*Dataset entries*:

####################

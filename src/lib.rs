// Real-time human-presence verification: challenge-response sessions over a
// WebSocket stream, per-frame scoring across three dimensions, and signed
// credential issuance for passing sessions.

pub mod api;
pub mod challenge;
pub mod config;
pub mod crypto;
pub mod data_structures;
pub mod errors;
pub mod ingest;
pub mod nonce;
pub mod protocol;
pub mod scoring;
pub mod server;
pub mod session;
pub mod store;
pub mod test_utils;
pub mod token;
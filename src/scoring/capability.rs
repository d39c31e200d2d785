use async_trait::async_trait;

use crate::challenge::types::ChallengeKind;
use crate::errors::CapabilityError;
use crate::ingest::RawFrame;

/// Challenge context handed to a capability alongside each frame.
#[derive(Clone, Debug)]
pub struct ChallengeContext {
    pub challenge_id: String,
    pub kind: ChallengeKind,
}

/// Uniform interface over the three external scoring backends
/// (liveness, emotion, deepfake).
///
/// The orchestrator is written once against this trait and is agnostic to
/// which concrete scorer is plugged in; tests substitute fixed-score stubs.
/// Implementations return a confidence in [0, 1]; out-of-range values are
/// clamped by the caller.
#[async_trait]
pub trait ScoringCapability: Send + Sync {
    fn name(&self) -> &'static str;

    async fn score(&self, frame: &RawFrame, ctx: &ChallengeContext) -> Result<f64, CapabilityError>;
}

####################

*Task goal*: Your response should contain each line of the listing in which the word "score" occurs.

*Answer box*:
/// which concrete scorer is plugged in; tests substitute fixed-score stubs.
    async fn score(&self, frame: &RawFrame, ctx: &ChallengeContext) -> Result<f64, CapabilityError>;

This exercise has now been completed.